Saved entries
—————

//! Built-in multi-step commands.
//!
//! # newWindow
//!
//! | Session | Calls, in order |
//! |---------|-----------------|
//! | mobile | none, fails "not supported on mobile" |
//! | BiDi | `browsingContext.create`, `browsingContext.navigate` |
//! | Classic | `getWindowHandles`, `executeScript`, `getWindowHandles` (repeated until a new handle shows up), `switchToWindow` |
//!
//! Each step starts only after the previous one succeeded. A failed step
//! aborts the sequence and its error is returned as is. The repeated
//! enumeration is bounded by the engine's [`HandlePolling`].

// ============================================================================
// Imports
// ============================================================================

use std::sync::LazyLock;

use serde_json::{Value, json};
use tracing::{debug, trace};

use crate::catalog::{Parameter, TypeDescriptor, ValueKind};
use crate::error::{Error, Restriction, Result};
use crate::identifiers::WindowHandle;
use crate::protocol::{BrowsingContextCommand, ContextType};
use crate::session::{ProtocolMode, Session, SessionCapabilities};
use crate::transport::Exchange;

use super::arguments::Arguments;
use super::builder::HandlePolling;
use super::engine::DispatchEngine;
use super::resolver::Composite;
use super::validator::validate_parameters;

// ============================================================================
// Constants
// ============================================================================

/// Opens a window from `[url, windowName, windowFeatures]`.
pub(crate) const OPEN_WINDOW_SCRIPT: &str = "window.open(arguments[0], arguments[1], arguments[2])";

/// `newWindow` parameter schema.
static NEW_WINDOW_PARAMETERS: LazyLock<Vec<Parameter>> = LazyLock::new(|| {
    let string = || TypeDescriptor::of(ValueKind::String);
    vec![
        Parameter::new("url", string(), true),
        Parameter::new("type", string(), false),
        Parameter::new("windowName", string(), false),
        Parameter::new("windowFeatures", string(), false),
    ]
});

// ============================================================================
// WindowPlan
// ============================================================================

/// `newWindow` strategy for one session.
#[derive(Debug, Clone, Copy, PartialEq, Eq)]
pub(crate) enum WindowPlan {
    /// Refuse without touching the transport.
    Reject(Restriction),
    /// Two channel calls.
    Bidi,
    /// Four request/response calls.
    Classic,
}

impl WindowPlan {
    /// Picks the plan from session capabilities.
    pub(crate) fn select(capabilities: SessionCapabilities) -> Self {
        if !capabilities.permits(Restriction::Mobile) {
            return Self::Reject(Restriction::Mobile);
        }
        match capabilities.protocol_mode {
            ProtocolMode::Bidi => Self::Bidi,
            ProtocolMode::Classic => Self::Classic,
        }
    }
}

// ============================================================================
// Dispatch
// ============================================================================

/// Runs a composite command.
pub(crate) async fn run(
    engine: &DispatchEngine,
    composite: Composite,
    session: &Session,
    args: &Arguments,
) -> Result<Value> {
    match composite {
        Composite::NewWindow => new_window(engine, session, args).await,
    }
}

/// Validated `newWindow` arguments.
struct NewWindowRequest {
    url: String,
    context_type: ContextType,
    window_name: String,
    window_features: String,
}

impl NewWindowRequest {
    fn parse(engine: &DispatchEngine, args: &Arguments) -> Result<Self> {
        let name = Composite::NewWindow.name();
        let validated = validate_parameters(
            name,
            &[],
            &NEW_WINDOW_PARAMETERS,
            args,
            engine.extra_arguments(),
        )?;

        let text = |key: &str| {
            validated
                .body
                .get(key)
                .and_then(Value::as_str)
                .unwrap_or_default()
                .to_string()
        };

        let context_type = match validated.body.get("type").and_then(Value::as_str) {
            None => ContextType::default(),
            Some(raw) => raw.parse().map_err(|_| {
                Error::validation(
                    name,
                    format!("Invalid window type \"{raw}\"\nExpected: tab or window"),
                )
            })?,
        };

        Ok(Self {
            url: text("url"),
            context_type,
            window_name: text("windowName"),
            window_features: text("windowFeatures"),
        })
    }
}

async fn new_window(engine: &DispatchEngine, session: &Session, args: &Arguments) -> Result<Value> {
    let plan = WindowPlan::select(session.capabilities());
    if let WindowPlan::Reject(restriction) = plan {
        return Err(Error::unsupported(Composite::NewWindow.name(), restriction));
    }

    let request = NewWindowRequest::parse(engine, args)?;
    debug!(
        session = %session.id(),
        ?plan,
        context_type = %request.context_type,
        "Opening new window"
    );

    let handle = match plan {
        WindowPlan::Bidi => open_over_channel(session, &request).await?,
        _ => open_over_requests(engine, session, &request).await?,
    };

    Ok(json!({ "handle": handle, "type": request.context_type }))
}

async fn open_over_channel(session: &Session, request: &NewWindowRequest) -> Result<WindowHandle> {
    let create = BrowsingContextCommand::Create {
        context_type: request.context_type,
    }
    .into_call()?;
    let created = session
        .transport()
        .exchange(Exchange::Channel(create))
        .await?;

    let context = created
        .get("context")
        .and_then(Value::as_str)
        .map(WindowHandle::new)
        .ok_or_else(|| {
            Error::unexpected_response(
                Composite::NewWindow.name(),
                format!("browsingContext.create returned no context: {created}"),
            )
        })?;

    let navigate = BrowsingContextCommand::Navigate {
        context: context.clone(),
        url: request.url.clone(),
    }
    .into_call()?;
    session
        .transport()
        .exchange(Exchange::Channel(navigate))
        .await?;

    Ok(context)
}

async fn open_over_requests(
    engine: &DispatchEngine,
    session: &Session,
    request: &NewWindowRequest,
) -> Result<WindowHandle> {
    let before = window_handles(engine, session).await?;

    engine
        .dispatch_catalog(
            session,
            "executeScript",
            &Arguments::from(json!({
                "script": OPEN_WINDOW_SCRIPT,
                "args": [request.url, request.window_name, request.window_features],
            })),
        )
        .await?;

    let handle = await_new_handle(engine, session, &before).await?;

    engine
        .dispatch_catalog(
            session,
            "switchToWindow",
            &Arguments::named([("handle", handle.as_str())]),
        )
        .await?;

    Ok(handle)
}

/// Enumerates handles until one absent from `before` appears.
async fn await_new_handle(
    engine: &DispatchEngine,
    session: &Session,
    before: &[WindowHandle],
) -> Result<WindowHandle> {
    let HandlePolling { attempts, interval } = engine.handle_polling();

    for attempt in 1..=attempts {
        let after = window_handles(engine, session).await?;
        if let Some(handle) = after.into_iter().find(|handle| !before.contains(handle)) {
            return Ok(handle);
        }
        if attempt < attempts {
            trace!(attempt, "New window handle not listed yet");
            tokio::time::sleep(interval).await;
        }
    }

    Err(Error::unexpected_response(
        Composite::NewWindow.name(),
        format!("no new window handle appeared after window.open ({attempts} enumerations)"),
    ))
}

async fn window_handles(engine: &DispatchEngine, session: &Session) -> Result<Vec<WindowHandle>> {
    let handles = engine
        .dispatch_catalog(session, "getWindowHandles", &Arguments::None)
        .await?;

    Ok(handles
        .as_array()
        .map(|items| {
            items
                .iter()
                .filter_map(Value::as_str)
                .map(WindowHandle::new)
                .collect()
        })
        .unwrap_or_default())
}

// ============================================================================
// Tests
// ============================================================================

#[cfg(test)]
mod tests {
    use super::*;

    #[test]
    fn test_plan_selection() {
        let desktop = SessionCapabilities::desktop();
        assert_eq!(WindowPlan::select(desktop), WindowPlan::Classic);
        assert_eq!(
            WindowPlan::select(desktop.with_protocol_mode(ProtocolMode::Bidi)),
            WindowPlan::Bidi
        );
        assert_eq!(
            WindowPlan::select(
                desktop
                    .with_protocol_mode(ProtocolMode::Bidi)
                    .with_mobile(true)
            ),
            WindowPlan::Reject(Restriction::Mobile)
        );
    }

    #[test]
    fn test_parameter_schema() {
        let required: Vec<&str> = NEW_WINDOW_PARAMETERS
            .iter()
            .filter(|p| p.required)
            .map(|p| p.name.as_str())
            .collect();
        assert_eq!(required, ["url"]);
        assert_eq!(NEW_WINDOW_PARAMETERS.len(), 4);
    }
}
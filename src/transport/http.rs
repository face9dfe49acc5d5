//! HTTP request/response transport.
//!
//! Speaks WebDriver Classic: every reply body is a JSON object whose
//! `value` member carries the result, or on failure an object with
//! `error` and `message`.
//!
//! # Example
//!
//! ```ignore
//! use std::time::Duration;
//! use webdriver_dispatch::{HttpTransport, HttpTransportOptions};
//!
//! let transport = HttpTransport::with_options(
//!     "http://127.0.0.1:4444",
//!     HttpTransportOptions::new().with_timeout(Duration::from_secs(10)),
//! )?;
//! ```

// ============================================================================
// Imports
// ============================================================================

use std::time::Duration;

use async_trait::async_trait;
use reqwest::Client;
use serde_json::Value;
use tracing::{debug, warn};
use url::Url;

use crate::catalog::Method;
use crate::error::{Error, Result};

use super::RequestTransport;

// ============================================================================
// Constants
// ============================================================================

/// Default per-request timeout.
const DEFAULT_REQUEST_TIMEOUT: Duration = Duration::from_secs(30);

/// Default `User-Agent` header.
const DEFAULT_USER_AGENT: &str = concat!("webdriver-dispatch/", env!("CARGO_PKG_VERSION"));

// ============================================================================
// HttpTransportOptions
// ============================================================================

/// HTTP client configuration.
#[derive(Debug, Clone, PartialEq, Eq)]
pub struct HttpTransportOptions {
    /// Total time allowed for one request.
    pub timeout: Duration,
    /// `User-Agent` header value.
    pub user_agent: String,
}

impl Default for HttpTransportOptions {
    fn default() -> Self {
        Self::new()
    }
}

impl HttpTransportOptions {
    /// Creates options with defaults (30s timeout).
    #[inline]
    #[must_use]
    pub fn new() -> Self {
        Self {
            timeout: DEFAULT_REQUEST_TIMEOUT,
            user_agent: DEFAULT_USER_AGENT.to_string(),
        }
    }

    /// Sets the per-request timeout.
    #[inline]
    #[must_use]
    pub fn with_timeout(mut self, timeout: Duration) -> Self {
        self.timeout = timeout;
        self
    }

    /// Sets the `User-Agent` header.
    #[inline]
    #[must_use]
    pub fn with_user_agent(mut self, user_agent: impl Into<String>) -> Self {
        self.user_agent = user_agent.into();
        self
    }
}

// ============================================================================
// HttpTransport
// ============================================================================

/// Request/response adapter over `reqwest`.
#[derive(Debug, Clone)]
pub struct HttpTransport {
    client: Client,
    base_url: Url,
}

impl HttpTransport {
    /// Creates a transport with default options.
    ///
    /// # Errors
    ///
    /// See [`HttpTransport::with_options`].
    pub fn new(base_url: &str) -> Result<Self> {
        Self::with_options(base_url, HttpTransportOptions::new())
    }

    /// Creates a transport.
    ///
    /// `base_url` may carry a path prefix such as `/wd/hub`; command paths
    /// are appended to it.
    ///
    /// # Errors
    ///
    /// - [`Error::Url`] if `base_url` does not parse
    /// - [`Error::Config`] if it is not `http` or `https`
    /// - [`Error::Http`] if the client cannot be built
    pub fn with_options(base_url: &str, options: HttpTransportOptions) -> Result<Self> {
        let base_url = Url::parse(base_url)?;
        if !matches!(base_url.scheme(), "http" | "https") {
            return Err(Error::config(format!(
                "unsupported scheme '{}' for request transport",
                base_url.scheme()
            )));
        }

        let client = Client::builder()
            .timeout(options.timeout)
            .user_agent(options.user_agent)
            .build()?;

        Ok(Self { client, base_url })
    }

    /// Returns the absolute URL for a resolved command path.
    ///
    /// # Errors
    ///
    /// Returns [`Error::Url`] if the joined string does not parse.
    pub fn endpoint(&self, path: &str) -> Result<Url> {
        let base = self.base_url.as_str().trim_end_matches('/');
        Ok(Url::parse(&format!("{base}{path}"))?)
    }
}

#[async_trait]
impl RequestTransport for HttpTransport {
    async fn send(&self, method: Method, path: &str, body: Option<&Value>) -> Result<Value> {
        let url = self.endpoint(path)?;
        debug!(%method, %url, "Sending request");

        let request = match method {
            Method::Get => self.client.get(url),
            Method::Delete => self.client.delete(url),
            Method::Post => {
                let empty = Value::Object(Default::default());
                self.client.post(url).json(body.unwrap_or(&empty))
            }
        };

        let response = request.send().await?;
        let status = response.status();
        let text = response.text().await?;

        let payload: Value = if text.trim().is_empty() {
            Value::Null
        } else {
            serde_json::from_str(&text).map_err(|e| {
                Error::transport_status(status.as_u16(), format!("malformed response body: {e}"))
            })?
        };

        if !status.is_success() {
            let message = error_message(&payload).unwrap_or_else(|| text.clone());
            warn!(%method, path, status = status.as_u16(), %message, "Request failed");
            return Err(Error::transport_status(status.as_u16(), message));
        }

        Ok(unwrap_value(payload))
    }
}

// ============================================================================
// Helpers
// ============================================================================

/// Takes the `value` member of a W3C reply envelope.
fn unwrap_value(payload: Value) -> Value {
    match payload {
        Value::Object(mut map) if map.contains_key("value") => {
            map.remove("value").unwrap_or(Value::Null)
        }
        other => other,
    }
}

/// Builds `"<error>: <message>"` from a W3C error body.
fn error_message(payload: &Value) -> Option<String> {
    let body = payload.get("value").unwrap_or(payload);
    let error = body.get("error").and_then(Value::as_str)?;
    let message = body.get("message").and_then(Value::as_str).unwrap_or_default();
    Some(if message.is_empty() {
        error.to_string()
    } else {
        format!("{error}: {message}")
    })
}

// ============================================================================
// Tests
// ============================================================================
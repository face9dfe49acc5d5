//! Transport adapters.
//!
//! The engine talks to the remote end through two capability traits:
//!
//! | Trait | Shape | Failure |
//! |-------|-------|---------|
//! | [`RequestTransport`] | `send(method, path, body)` | [`Error::Transport`](crate::Error::Transport) |
//! | [`SessionChannel`] | `call(method, params)` | [`Error::Protocol`](crate::Error::Protocol) or transport error |
//!
//! A session owns one [`TransportHandle`] holding both. Strategies build an
//! [`Exchange`] and hand it to [`TransportHandle::exchange`], which routes it
//! to the right adapter. Neither adapter retries.
//!
//! # Architecture
//!
//! ```text
//! ┌──────────────────┐   Exchange::Request   ┌──────────────────┐
//! │                  │──────────────────────►│  HttpTransport   │──► HTTP
//! │ TransportHandle  │                       └──────────────────┘
//! │                  │   Exchange::Channel   ┌──────────────────┐
//! │                  │──────────────────────►│ WebSocketChannel │◄─► WebSocket
//! └──────────────────┘                       └──────────────────┘
//! ```
//!
//! # Modules
//!
//! | Module | Description |
//! |--------|-------------|
//! | `channel` | WebSocket BiDi channel and event loop |
//! | `http` | HTTP request/response adapter |

// ============================================================================
// Submodules
// ============================================================================

/// WebSocket BiDi session channel.
pub mod channel;

/// HTTP request/response transport.
pub mod http;

/// Recording doubles for tests.
#[cfg(test)]
pub(crate) mod recording;

// ============================================================================
// Imports
// ============================================================================

use std::fmt;
use std::sync::Arc;

use async_trait::async_trait;
use serde_json::Value;
use tracing::trace;

use crate::catalog::Method;
use crate::error::{Error, Result};
use crate::protocol::ChannelCall;

// ============================================================================
// Re-exports
// ============================================================================

pub use channel::{ChannelOptions, EventHandler, WebSocketChannel};
pub use http::{HttpTransport, HttpTransportOptions};

// ============================================================================
// Traits
// ============================================================================

/// Stateless request/response exchange.
#[async_trait]
pub trait RequestTransport: Send + Sync {
    /// Sends one request and returns the unwrapped result value.
    ///
    /// # Errors
    ///
    /// Returns a transport-category error on connection failure or a
    /// non-success status.
    async fn send(&self, method: Method, path: &str, body: Option<&Value>) -> Result<Value>;
}

/// Named remote calls over a persistent bidirectional channel.
#[async_trait]
pub trait SessionChannel: Send + Sync {
    /// Issues one call and returns its result object.
    ///
    /// # Errors
    ///
    /// - [`Error::Protocol`] if the remote end answers with an error frame
    /// - a transport-category error if the channel fails
    async fn call(&self, call: ChannelCall) -> Result<Value>;
}

// ============================================================================
// Exchange
// ============================================================================

/// One transport round trip, in the shape of either adapter.
#[derive(Debug, Clone, PartialEq)]
pub enum Exchange {
    /// Classic request.
    Request {
        /// HTTP verb.
        method: Method,
        /// Resolved path.
        path: String,
        /// JSON body for verbs that carry one.
        body: Option<Value>,
    },
    /// BiDi channel call.
    Channel(ChannelCall),
}

impl fmt::Display for Exchange {
    fn fmt(&self, f: &mut fmt::Formatter<'_>) -> fmt::Result {
        match self {
            Self::Request { method, path, .. } => write!(f, "{method} {path}"),
            Self::Channel(call) => f.write_str(&call.method),
        }
    }
}

// ============================================================================
// TransportHandle
// ============================================================================

/// The transports one session owns.
#[derive(Clone)]
pub struct TransportHandle {
    request: Arc<dyn RequestTransport>,
    channel: Option<Arc<dyn SessionChannel>>,
}

impl fmt::Debug for TransportHandle {
    fn fmt(&self, f: &mut fmt::Formatter<'_>) -> fmt::Result {
        f.debug_struct("TransportHandle")
            .field("has_channel", &self.channel.is_some())
            .finish_non_exhaustive()
    }
}

impl TransportHandle {
    /// Creates a handle with only a request transport.
    #[must_use]
    pub fn new(request: Arc<dyn RequestTransport>) -> Self {
        Self {
            request,
            channel: None,
        }
    }

    /// Attaches a session channel.
    #[must_use]
    pub fn with_channel(mut self, channel: Arc<dyn SessionChannel>) -> Self {
        self.channel = Some(channel);
        self
    }

    /// Returns `true` if a session channel is attached.
    #[inline]
    #[must_use]
    pub fn has_channel(&self) -> bool {
        self.channel.is_some()
    }

    /// Performs one exchange on the matching adapter.
    ///
    /// # Errors
    ///
    /// - [`Error::Transport`] for a channel exchange without a channel
    /// - whatever the adapter returns
    pub async fn exchange(&self, exchange: Exchange) -> Result<Value> {
        trace!(%exchange, "Transport exchange");
        match exchange {
            Exchange::Request { method, path, body } => {
                self.request.send(method, &path, body.as_ref()).await
            }
            Exchange::Channel(call) => {
                let channel = self.channel.as_ref().ok_or_else(|| {
                    Error::transport(format!("no session channel for '{}'", call.method))
                })?;
                channel.call(call).await
            }
        }
    }
}

// ============================================================================
// Tests
// ============================================================================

—————

The expected answer is every line above in which the word "switchToWindow" appears.

▶ _RESULT FOR THIS EXERCISE_:
//! | Classic | `getWindowHandles`, `executeScript`, `getWindowHandles` (repeated until a new handle shows up), `switchToWindow` |
            "switchToWindow",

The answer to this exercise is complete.